# EXERCISE DIRECTIONS
Transcribe the listing from its top line through the line with "pub use layout::PageDocument;". Keep it exact, both ends included, and add nothing.

# THE RECORDS
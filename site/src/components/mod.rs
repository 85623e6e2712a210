//! Leptos components for the site.
//!
//! # Component Hierarchy
//!
//! ```text
//! PageDocument (layout wrapper: head metadata + nav chrome)
//! └── page body
//!     ├── HomeView
//!     │   ├── Hero (4 feature cards)
//!     │   ├── Stats (4 stat cards)
//!     │   ├── Services (5 service cards)
//!     │   ├── DeploymentProcess (5 numbered steps)
//!     │   └── FooterInfo
//!     ├── ShopifyView (placeholder)
//!     │   └── ComingSoonPanel
//!     └── CloudFilesView (placeholder)
//!         └── ComingSoonPanel
//! ```
//!
//! Components are pure: they read [`crate::content`] tables and produce
//! markup, nothing else.

mod cloud_files;
mod coming_soon;
mod footer;
mod hero;
mod home;
mod layout;
mod process;
mod services;
mod shopify;
mod stats;

pub use cloud_files::CloudFilesView;
pub use coming_soon::ComingSoonPanel;
pub use footer::FooterInfo;
pub use hero::Hero;
pub use home::HomeView;
pub use layout::PageDocument;
pub use process::DeploymentProcess;
pub use services::Services;
pub use shopify::ShopifyView;
pub use stats::Stats;
use leptos::prelude::*;

/// Shaded "Kommende funksjoner" panel shared by the placeholder pages.
#[component]
pub fn ComingSoonPanel(features: &'static [&'static str]) -> impl IntoView {
    view! {
        <div class="coming-soon-panel">
            <h3>"Kommende funksjoner:"</h3>
            <ul class="coming-soon-list">
                {features.iter().map(|feature| view! { <li>{*feature}</li> }).collect::<Vec<_>>()}
            </ul>
        </div>
    }
}
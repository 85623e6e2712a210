use crate::content::{
    ABOUT_HEADING, ABOUT_TEXT, FOOTER_COPYRIGHT, FOOTER_TAGLINE, TECHNOLOGIES, TECH_HEADING,
};
use leptos::prelude::*;

/// Footer info block: project description, technology list, copyright line.
#[component]
pub fn FooterInfo() -> impl IntoView {
    view! {
        <section class="footer">
            <div class="footer-content">
                <div class="footer-info">
                    <h3>{ABOUT_HEADING}</h3>
                    <p>{ABOUT_TEXT}</p>
                </div>
                <div class="footer-links">
                    <h3>{TECH_HEADING}</h3>
                    <div class="social-links">
                        {TECHNOLOGIES.iter().map(|tech| view! { <span>{*tech}</span> }).collect::<Vec<_>>()}
                    </div>
                </div>
            </div>
            <div class="footer-bottom">
                <p>{FOOTER_COPYRIGHT}</p>
                <p>{FOOTER_TAGLINE}</p>
            </div>
        </section>
    }
}
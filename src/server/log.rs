//! The log store: an ordered, in-memory sequence of entries
//! keyed by a monotonically increasing index, with the operations the
//! consensus core and replication driver need to detect and resolve
//! conflicts. A sentinel entry `(index=0, term=0)` is always logically
//! present so `term_at(0)` and `find_conflict` never need a special case
//! for an empty log.

use raft_capnp::entry;

#[derive(Clone, Debug, PartialEq)]
pub struct Entry {
    pub index: u64,
    pub term: u64,
    pub data: Vec<u8>,
}

impl Entry {
    pub fn into_proto(&self, builder: &mut entry::Builder) {
        builder.set_index(self.index);
        builder.set_term(self.term);
        builder.set_data(&self.data);
    }

    pub fn from_proto(reader: entry::Reader) -> Entry {
        Entry {
            index: reader.get_index(),
            term: reader.get_term(),
            data: reader.get_data().unwrap_or(&[]).to_vec(),
        }
    }
}

/// Contract every log implementation must satisfy. A single in-process
/// implementation (`MemoryLog`) exists; the trait exists so tests can swap
/// in hand-built logs without touching the consensus core or replication
/// driver.
pub trait Log: Send {
    /// 0 when empty (the sentinel entry is implicit, not stored).
    fn last_index(&self) -> u64;

    /// 0 for index 0. Panics if `index > last_index()`: callers are
    /// expected to only ask about indices they know exist.
    fn term_at(&self, index: u64) -> u64;

    /// First index in `entries` that either exceeds `last_index()` or has
    /// a term differing from the local entry at that index. 0 if every
    /// supplied entry already matches the local log.
    fn find_conflict(&self, entries: &[Entry]) -> u64;

    /// Truncates the log to just before `entries[0].index` if the existing
    /// entry there conflicts, then appends all of `entries`. Precondition
    /// (not checked at runtime by every caller, but enforced here): the
    /// truncation point must be strictly greater than `commit_index`.
    fn append_may_truncate(&mut self, commit_index: u64, entries: &[Entry]);

    /// Entries with index >= `next`, in order. Possibly empty.
    fn entries_from(&self, next: u64) -> Vec<Entry>;
}

#[derive(Default)]
pub struct MemoryLog {
    entries: Vec<Entry>,
}

impl MemoryLog {
    pub fn new() -> MemoryLog {
        MemoryLog { entries: Vec::new() }
    }

    /// Index into `self.entries`, accounting for the implicit sentinel at
    /// index 0 (so `entries[0]` holds logical index 1).
    fn slot(&self, index: u64) -> Option<usize> {
        if index == 0 || index > self.last_index() {
            None
        } else {
            Some((index - 1) as usize)
        }
    }
}

impl Log for MemoryLog {
    fn last_index(&self) -> u64 {
        self.entries.len() as u64
    }

    fn term_at(&self, index: u64) -> u64 {
        if index == 0 {
            return 0;
        }
        assert!(
            index <= self.last_index(),
            "term_at({}) out of range (last_index={})",
            index,
            self.last_index()
        );
        self.entries[(index - 1) as usize].term
    }

    fn find_conflict(&self, entries: &[Entry]) -> u64 {
        for entry in entries {
            match self.slot(entry.index) {
                None => return entry.index,
                Some(i) => {
                    if self.entries[i].term != entry.term {
                        return entry.index;
                    }
                }
            }
        }
        0
    }

    fn append_may_truncate(&mut self, commit_index: u64, entries: &[Entry]) {
        if entries.is_empty() {
            return;
        }
        let first_index = entries[0].index;
        debug_assert!(
            first_index > commit_index,
            "refusing to truncate at or below commit_index ({} <= {})",
            first_index,
            commit_index
        );
        if first_index <= self.last_index() {
            self.entries.truncate((first_index - 1) as usize);
        }
        self.entries.extend(entries.iter().cloned());
    }

    fn entries_from(&self, next: u64) -> Vec<Entry> {
        if next == 0 || next > self.last_index() {
            return Vec::new();
        }
        self.entries[(next - 1) as usize..].to_vec()
    }
}

#[cfg(test)]
mod tests {
    use super::*;

    fn entry(index: u64, term: u64) -> Entry {
        Entry {
            index: index,
            term: term,
            data: vec![],
        }
    }

    #[test]
    fn empty_log_reports_sentinel() {
        let log = MemoryLog::new();
        assert_eq!(log.last_index(), 0);
        assert_eq!(log.term_at(0), 0);
    }

    #[test]
    fn append_extends_log() {
        let mut log = MemoryLog::new();
        log.append_may_truncate(0, &[entry(1, 1), entry(2, 1)]);
        assert_eq!(log.last_index(), 2);
        assert_eq!(log.term_at(2), 1);
    }

    #[test]
    fn find_conflict_detects_term_mismatch() {
        let mut log = MemoryLog::new();
        log.append_may_truncate(0, &[entry(1, 1), entry(2, 1), entry(3, 2)]);
        let incoming = [entry(3, 4), entry(4, 4)];
        assert_eq!(log.find_conflict(&incoming), 3);
    }

    #[test]
    fn find_conflict_returns_zero_when_all_match() {
        let mut log = MemoryLog::new();
        log.append_may_truncate(0, &[entry(1, 1), entry(2, 1)]);
        let incoming = [entry(1, 1), entry(2, 1)];
        assert_eq!(log.find_conflict(&incoming), 0);
    }

    #[test]
    fn find_conflict_detects_entries_past_last_index() {
        let mut log = MemoryLog::new();
        log.append_may_truncate(0, &[entry(1, 1)]);
        let incoming = [entry(1, 1), entry(2, 5)];
        assert_eq!(log.find_conflict(&incoming), 2);
    }

    #[test]
    fn conflict_truncation_replaces_suffix() {
        let mut log = MemoryLog::new();
        log.append_may_truncate(0, &[entry(1, 1), entry(2, 1), entry(3, 2)]);
        let conflict = log.find_conflict(&[entry(3, 4), entry(4, 4)]);
        assert_eq!(conflict, 3);
        log.append_may_truncate(1, &[entry(3, 4), entry(4, 4)]);
        assert_eq!(log.last_index(), 4);
        assert_eq!(log.term_at(3), 4);
        assert_eq!(log.term_at(1), 1);
        assert_eq!(log.term_at(2), 1);
    }

    #[test]
    fn entries_from_returns_suffix() {
        let mut log = MemoryLog::new();
        log.append_may_truncate(0, &[entry(1, 1), entry(2, 1), entry(3, 1)]);
        let suffix = log.entries_from(2);
        assert_eq!(suffix.len(), 2);
        assert_eq!(suffix[0].index, 2);
    }

    #[test]
    fn entries_from_empty_when_next_beyond_last() {
        let mut log = MemoryLog::new();
        log.append_may_truncate(0, &[entry(1, 1)]);
        assert!(log.entries_from(5).is_empty());
    }
}
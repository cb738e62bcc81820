//! Shared constants, configuration, and the crate-wide error type.
//!
//! Kept separate from `server` and `rpc` because both depend on it: a
//! sibling module carrying the numbers and error type both the core and
//! the transport need, alongside `server` (the state machine).

use std::collections::HashMap;
use std::error::Error;
use std::fmt;
use std::fs::File;
use std::io::{self, Read};
use std::net::SocketAddr;
use std::time::Duration;

use rustc_serialize::json::Json;

use rpc::RpcError;

// Opcodes for the capnp-framed peer RPCs. These index into the service
// table the RPC server is constructed with; see `rpc::server`.
pub const PRE_REQUEST_VOTE_OPCODE: i16 = 0;
pub const REQUEST_VOTE_OPCODE: i16 = 1;
pub const HEARTBEAT_OPCODE: i16 = 2;
pub const APPEND_ENTRY_OPCODE: i16 = 3;

/// Base election timeout. Followers randomize into `[ELECTION_TIMEOUT_MIN,
/// ELECTION_TIMEOUT_MAX)` to avoid synchronized elections; pre-vote rounds
/// restart the timer at the fixed base value.
pub const ELECTION_TIMEOUT_MIN: u64 = 150;
pub const ELECTION_TIMEOUT_MAX: u64 = 300;
/// Fixed duration bounding the candidate phase.
pub const VOTE_TIMEOUT: u64 = 150;
/// Must stay strictly less than ELECTION_TIMEOUT_MIN so a live leader's
/// heartbeats always beat a follower's election timer.
pub const HEARTBEAT_TIMEOUT: u64 = 50;
/// Deadline carried by outbound append_entry RPCs; on expiry the transport
/// clears the peer's `paused` flag so the next opportunity retries.
pub const RPC_TIMEOUT: u64 = 100;

/// Errors that can cross out of this crate's transport/config boundary.
/// Transport-level causes are wrapped rather than duplicated; see
/// `rpc::RpcError` for the lower layer.
#[derive(Debug)]
pub enum RaftError {
    Rpc(RpcError),
    /// The peer didn't reply within `RPC_TIMEOUT`.
    Timeout,
    /// The cluster config file was malformed.
    Config(String),
}

impl fmt::Display for RaftError {
    fn fmt(&self, f: &mut fmt::Formatter) -> fmt::Result {
        match *self {
            RaftError::Rpc(ref e) => write!(f, "rpc error: {}", e),
            RaftError::Timeout => write!(f, "rpc timed out"),
            RaftError::Config(ref s) => write!(f, "bad config: {}", s),
        }
    }
}

impl Error for RaftError {
    fn description(&self) -> &str {
        match *self {
            RaftError::Rpc(_) => "rpc error",
            RaftError::Timeout => "rpc timed out",
            RaftError::Config(_) => "bad config",
        }
    }
}

impl From<io::Error> for RaftError {
    fn from(e: io::Error) -> RaftError {
        RaftError::Rpc(RpcError::Io(e))
    }
}

impl From<RpcError> for RaftError {
    fn from(e: RpcError) -> RaftError {
        RaftError::Rpc(e)
    }
}

/// Cluster membership and per-node identity. Each server has a unique
/// 64-bit id and socket address; these mappings MUST be identical on every
/// node in the cluster.
pub struct Config {
    pub cluster: HashMap<u64, SocketAddr>,
    pub me: (u64, SocketAddr),
    pub heartbeat_timeout: Duration,
    pub election_timeout_min: Duration,
    pub election_timeout_max: Duration,
    pub vote_timeout: Duration,
}

impl Config {
    pub fn new(cluster: HashMap<u64, SocketAddr>, my_id: u64, my_addr: SocketAddr) -> Config {
        Config {
            cluster: cluster,
            me: (my_id, my_addr),
            heartbeat_timeout: Duration::from_millis(HEARTBEAT_TIMEOUT),
            election_timeout_min: Duration::from_millis(ELECTION_TIMEOUT_MIN),
            election_timeout_max: Duration::from_millis(ELECTION_TIMEOUT_MAX),
            vote_timeout: Duration::from_millis(VOTE_TIMEOUT),
        }
    }

    /// Parses a cluster file holding a JSON array of `{"id": .., "addr":
    /// ..}` objects (one per node, including self) and splits out
    /// `self_id` as this node's identity.
    pub fn from_file(path: &str, self_id: u64) -> Result<Config, RaftError> {
        let mut contents = String::new();
        File::open(path)?.read_to_string(&mut contents)?;
        let json = Json::from_str(&contents)
            .map_err(|e| RaftError::Config(format!("invalid json: {}", e)))?;
        let nodes = json
            .as_array()
            .ok_or_else(|| RaftError::Config("cluster file must be a JSON array".to_string()))?;

        let mut cluster = HashMap::new();
        for node in nodes {
            let id = node
                .find("id")
                .and_then(Json::as_u64)
                .ok_or_else(|| RaftError::Config(format!("missing/bad id in: {}", node)))?;
            let addr_str = node
                .find("addr")
                .and_then(Json::as_string)
                .ok_or_else(|| RaftError::Config(format!("missing addr in: {}", node)))?;
            let addr: SocketAddr = addr_str
                .parse()
                .map_err(|_| RaftError::Config(format!("bad address: {}", addr_str)))?;
            cluster.insert(id, addr);
        }
        let me = *cluster.get(&self_id).ok_or_else(|| {
            RaftError::Config(format!("self_id {} not present in cluster file", self_id))
        })?;
        Ok(Config::new(cluster, self_id, me))
    }
}
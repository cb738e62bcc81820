//! Cap'n Proto-framed request/response transport. Raft knows nothing about
//! sockets; everything below is generic opcode-dispatched RPC plumbing that
//! `server::peer` and `rpc::server` build the actual consensus calls on top
//! of (see `raft_capnp` for the concrete schemas carried as `params`).

pub mod client;
pub mod server;

use std::error::Error;
use std::fmt;
use std::io;

#[derive(Debug)]
pub enum RpcError {
    Io(io::Error),
    Capnp(::capnp::Error),
}

impl fmt::Display for RpcError {
    fn fmt(&self, f: &mut fmt::Formatter) -> fmt::Result {
        match *self {
            RpcError::Io(ref e) => write!(f, "io error: {}", e),
            RpcError::Capnp(ref e) => write!(f, "capnp error: {}", e),
        }
    }
}

impl Error for RpcError {
    fn description(&self) -> &str {
        match *self {
            RpcError::Io(_) => "io error",
            RpcError::Capnp(_) => "capnp error",
        }
    }
}

impl From<io::Error> for RpcError {
    fn from(e: io::Error) -> RpcError {
        RpcError::Io(e)
    }
}

impl From<::capnp::Error> for RpcError {
    fn from(e: ::capnp::Error) -> RpcError {
        RpcError::Capnp(e)
    }
}
extern crate capnp;
extern crate rand;
#[macro_use]
extern crate log;
extern crate mio;
extern crate rustc_serialize;
#[cfg(test)]
#[macro_use]
extern crate matches;

pub mod rpc_capnp {
    include!(concat!(env!("OUT_DIR"), "/rpc_capnp.rs"));
}

pub mod raft_capnp {
    include!(concat!(env!("OUT_DIR"), "/raft_capnp.rs"));
}

pub mod common;
pub mod event;
pub mod rpc;
pub mod timer;
pub mod server;

pub use common::{Config, RaftError};
pub use server::{start_server, Role};
extern crate consensus_core;
extern crate env_logger;

use std::env;
use std::process;

use consensus_core::{start_server, Config};

fn main() {
    env_logger::init().expect("failed to initialize logger");

    let mut args = env::args().skip(1);
    let self_id: u64 = match args.next().and_then(|s| s.parse().ok()) {
        Some(id) => id,
        None => usage(),
    };
    let cluster_path = match args.next() {
        Some(path) => path,
        None => usage(),
    };

    let config = match Config::from_file(&cluster_path, self_id) {
        Ok(config) => config,
        Err(e) => {
            eprintln!("bad config: {}", e);
            process::exit(1);
        }
    };

    if let Err(e) = start_server(config) {
        eprintln!("server exited: {}", e);
        process::exit(1);
    }
}

fn usage() -> ! {
    eprintln!("usage: consensus_core <self-id> <cluster-file>");
    process::exit(1);
}
//! Pure helpers for the replication driver that don't need the
//! core's lock held to compute -- kept separate from `server::core` so the
//! commit-advancement rule can be unit-tested against bare progress maps.

use std::collections::HashMap;

use server::core::PeerProgress;

/// Majority-quorum commit advancement: the lower median of all followers'
/// `match` indices is the highest index known replicated to a majority
/// (the leader itself is the implicit extra vote in "more than half of
/// all nodes").
pub fn median_match_index(progress: &HashMap<u64, PeerProgress>) -> u64 {
    if progress.is_empty() {
        return 0;
    }
    let mut matches: Vec<u64> = progress.values().map(|p| p.match_index).collect();
    matches.sort();
    matches[(matches.len() - 1) / 2]
}

#[cfg(test)]
mod tests {
    use super::*;

    fn progress(matches: &[u64]) -> HashMap<u64, PeerProgress> {
        matches
            .iter()
            .enumerate()
            .map(|(i, &m)| {
                (
                    i as u64,
                    PeerProgress {
                        next_index: m + 1,
                        match_index: m,
                        paused: false,
                    },
                )
            })
            .collect()
    }

    #[test]
    fn median_of_three_followers() {
        let p = progress(&[3, 3, 1]);
        assert_eq!(median_match_index(&p), 3);
    }

    #[test]
    fn median_of_two_followers_takes_lower() {
        let p = progress(&[5, 2]);
        assert_eq!(median_match_index(&p), 2);
    }

    #[test]
    fn median_of_four_followers_takes_lower_of_middle_pair() {
        let p = progress(&[1, 2, 3, 4]);
        assert_eq!(median_match_index(&p), 2);
    }

    #[test]
    fn empty_progress_is_zero() {
        let p = HashMap::new();
        assert_eq!(median_match_index(&p), 0);
    }
}
//! Line clearer - removes full rows and drops the stack above them
//!
//! Rows are scanned top to bottom over the active region. A full row is first
//! blanked, then everything above it moves down one row; the hidden top row is
//! refilled with empty interior cells. Because a collapse only moves rows that were
//! already scanned, one pass clears every full row.

use arrayvec::ArrayVec;

use crate::board::Board;
use crate::types::{A_FIRST, A_LAST, ACTIVE_ROWS};

/// Indices of the rows removed by one [`elide`] call, top to bottom.
pub type ClearedRows = ArrayVec<usize, ACTIVE_ROWS>;

/// Point in a row removal at which observers are notified.
#[derive(Debug, Clone, Copy, PartialEq, Eq)]
pub enum ElideStage {
    /// The full row has been blanked; nothing has moved yet.
    Cleared,
    /// The rows above have dropped into place.
    Collapsed,
}

/// Remove every full active row.
pub fn elide(board: &mut Board) -> ClearedRows {
    elide_with(board, |_, _, _| {})
}

/// Remove every full active row, calling `on_change(board, row, stage)` twice per
/// removed row so a renderer can show the intermediate state.
pub fn elide_with(
    board: &mut Board,
    mut on_change: impl FnMut(&Board, usize, ElideStage),
) -> ClearedRows {
    let mut cleared = ClearedRows::new();
    for row in A_FIRST..A_LAST {
        if !board.is_row_full(row) {
            continue;
        }

        board.interior_mut(row).fill(false);
        on_change(board, row, ElideStage::Cleared);

        collapse_onto(board, row);
        on_change(board, row, ElideStage::Collapsed);

        cleared.push(row);
    }
    cleared
}

/// Shift rows `0..row` down by one, overwriting `row`.
fn collapse_onto(board: &mut Board, row: usize) {
    for dst in (1..=row).rev() {
        board.copy_row(dst - 1, dst);
    }
    board.interior_mut(0).fill(false);
}
//! Game loop - drives [`GameState`] from input events and the gravity timer.
//!
//! One iteration: draw the board with the active piece painted, then block on
//! input until a key arrives or the fall interval runs out. A timeout is gravity;
//! a key is a command. Nothing in a step is interrupted once it starts.

use std::fmt;
use std::time::Instant;

use anyhow::Result;
use tracing::{debug, info, warn};

use crate::config::GameConfig;
use crate::game_state::{GameState, Outcome};
use crate::ports::{Input, InputSource, Renderer, ScoreSink};
use crate::timer::FallTimer;
use crate::types::{Command, Level};

pub const PAUSED_MESSAGE: &str = "paused - press RETURN to continue";

#[derive(Debug, Clone, Copy, PartialEq, Eq)]
pub enum EndReason {
    /// A new piece could not spawn.
    GameOver,
    /// The quit key.
    Quit,
    /// Interrupt from the terminal.
    Interrupted,
}

/// Final result of one game.
#[derive(Debug, Clone, Copy, PartialEq, Eq)]
pub struct GameSummary {
    pub score: u32,
    pub level: Level,
    pub rows_cleared: u32,
    pub reason: EndReason,
}

impl GameSummary {
    /// Score weighted by level.
    pub fn total(&self) -> u32 {
        self.score.saturating_mul(self.level.get())
    }
}

impl fmt::Display for GameSummary {
    fn fmt(&self, f: &mut fmt::Formatter<'_>) -> fmt::Result {
        write!(
            f,
            "Your score:  {} point{}  x  level {}  =  {}",
            self.score,
            if self.score == 1 { "" } else { "s" },
            self.level,
            self.total()
        )
    }
}

/// Run a whole game: take over the display, play, and always give it back.
pub fn play<I, R>(
    state: &mut GameState,
    config: &GameConfig,
    input: &mut I,
    renderer: &mut R,
) -> Result<GameSummary>
where
    I: InputSource,
    R: Renderer,
{
    renderer.enter()?;
    let result = run(state, config, input, renderer);
    if let Err(err) = renderer.exit() {
        warn!("failed to restore the display: {err:#}");
    }
    result
}

/// The event loop proper. The display must already be set up.
pub fn run<I, R>(
    state: &mut GameState,
    config: &GameConfig,
    input: &mut I,
    renderer: &mut R,
) -> Result<GameSummary>
where
    I: InputSource,
    R: Renderer,
{
    info!(
        level = %config.level,
        preview = config.preview,
        seed = config.seed,
        "game started"
    );
    let mut timer = FallTimer::new(config.level.fall_interval());
    logged(renderer.show_message(&config.key_help, true), "show key help");

    let reason = 'game: loop {
        let started = Instant::now();
        draw(renderer, state, config.preview);

        // A key that arrived right at the deadline leaves the fall due.
        let event = if timer.is_due() {
            None
        } else {
            input.poll(timer.remaining())?
        };
        timer.consume(started.elapsed());

        let Some(event) = event else {
            timer.expire();
            let outcome = state.tick_with(|snap| {
                let snap = if config.preview { *snap } else { snap.without_preview() };
                logged(renderer.draw(&snap), "draw");
                logged(input.discard_for(config.clear_pause), "row clear pause");
            });
            if let Outcome::GameOver { .. } = outcome {
                break EndReason::GameOver;
            }
            continue;
        };

        let mut pending = Some(event);
        while let Some(event) = pending.take() {
            match event {
                Input::Interrupt => break 'game EndReason::Interrupted,
                Input::Command(Command::Quit) => {
                    state.apply(Command::Quit);
                    break 'game EndReason::Quit;
                }
                Input::Command(Command::Pause) => {
                    pending = Some(pause(state, config, input, renderer)?);
                }
                Input::Command(command) => {
                    state.apply(command);
                }
                Input::Redraw => {
                    logged(renderer.clear_screen(), "clear screen");
                    logged(renderer.show_message(&config.key_help, true), "show key help");
                }
                Input::Other => {}
            }
        }
    };

    logged(renderer.clear_screen(), "clear screen");
    let summary = GameSummary {
        score: state.score(),
        level: state.level(),
        rows_cleared: state.rows_cleared(),
        reason,
    };
    info!(score = summary.score, rows = summary.rows_cleared, ?reason, "game ended");
    Ok(summary)
}

/// Hold the game until any key. The key that ends the pause is returned so the
/// loop acts on it too.
fn pause<I, R>(
    state: &mut GameState,
    config: &GameConfig,
    input: &mut I,
    renderer: &mut R,
) -> Result<Input>
where
    I: InputSource,
    R: Renderer,
{
    state.apply(Command::Pause);
    debug!("paused");

    let resumed_by = loop {
        draw(renderer, state, config.preview);
        logged(renderer.show_message(&config.key_help, false), "hide key help");
        logged(renderer.show_message(PAUSED_MESSAGE, true), "show pause message");
        match input.wait_for_resume()? {
            Input::Redraw => logged(renderer.clear_screen(), "clear screen"),
            other => break other,
        }
    };

    logged(renderer.show_message(PAUSED_MESSAGE, false), "hide pause message");
    logged(renderer.show_message(&config.key_help, true), "show key help");
    if resumed_by != Input::Interrupt {
        state.resume();
        debug!(?resumed_by, "resumed");
    }
    Ok(resumed_by)
}

/// Record the result and show the table. Failures are logged, never fatal.
pub fn report_scores(summary: &GameSummary, scores: &mut impl ScoreSink) {
    logged(scores.record_score(summary), "record score");
    logged(scores.show_scores(Some(summary.level)), "show scores");
}

fn draw(renderer: &mut impl Renderer, state: &mut GameState, preview: bool) {
    let snap = state.snapshot();
    let snap = if preview { snap } else { snap.without_preview() };
    logged(renderer.draw(&snap), "draw");
}

fn logged(result: Result<()>, what: &str) {
    if let Err(err) = result {
        warn!("{what} failed: {err:#}");
    }
}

# ANSWER FOR THIS EXERCISE
filename site/src/components/mod.rs
repository 85623e6e2712a210
//! Leptos components for the site.
//!
//! # Component Hierarchy
//!
//! ```text
//! PageDocument (layout wrapper: head metadata + nav chrome)
//! └── page body
//!     ├── HomeView
//!     │   ├── Hero (4 feature cards)
//!     │   ├── Stats (4 stat cards)
//!     │   ├── Services (5 service cards)
//!     │   ├── DeploymentProcess (5 numbered steps)
//!     │   └── FooterInfo
//!     ├── ShopifyView (placeholder)
//!     │   └── ComingSoonPanel
//!     └── CloudFilesView (placeholder)
//!         └── ComingSoonPanel
//! ```
//!
//! Components are pure: they read [`crate::content`] tables and produce
//! markup, nothing else.

mod cloud_files;
mod coming_soon;
mod footer;
mod hero;
mod home;
mod layout;
mod process;
mod services;
mod shopify;
mod stats;

pub use cloud_files::CloudFilesView;
pub use coming_soon::ComingSoonPanel;
pub use footer::FooterInfo;
pub use hero::Hero;
pub use home::HomeView;
pub use layout::PageDocument;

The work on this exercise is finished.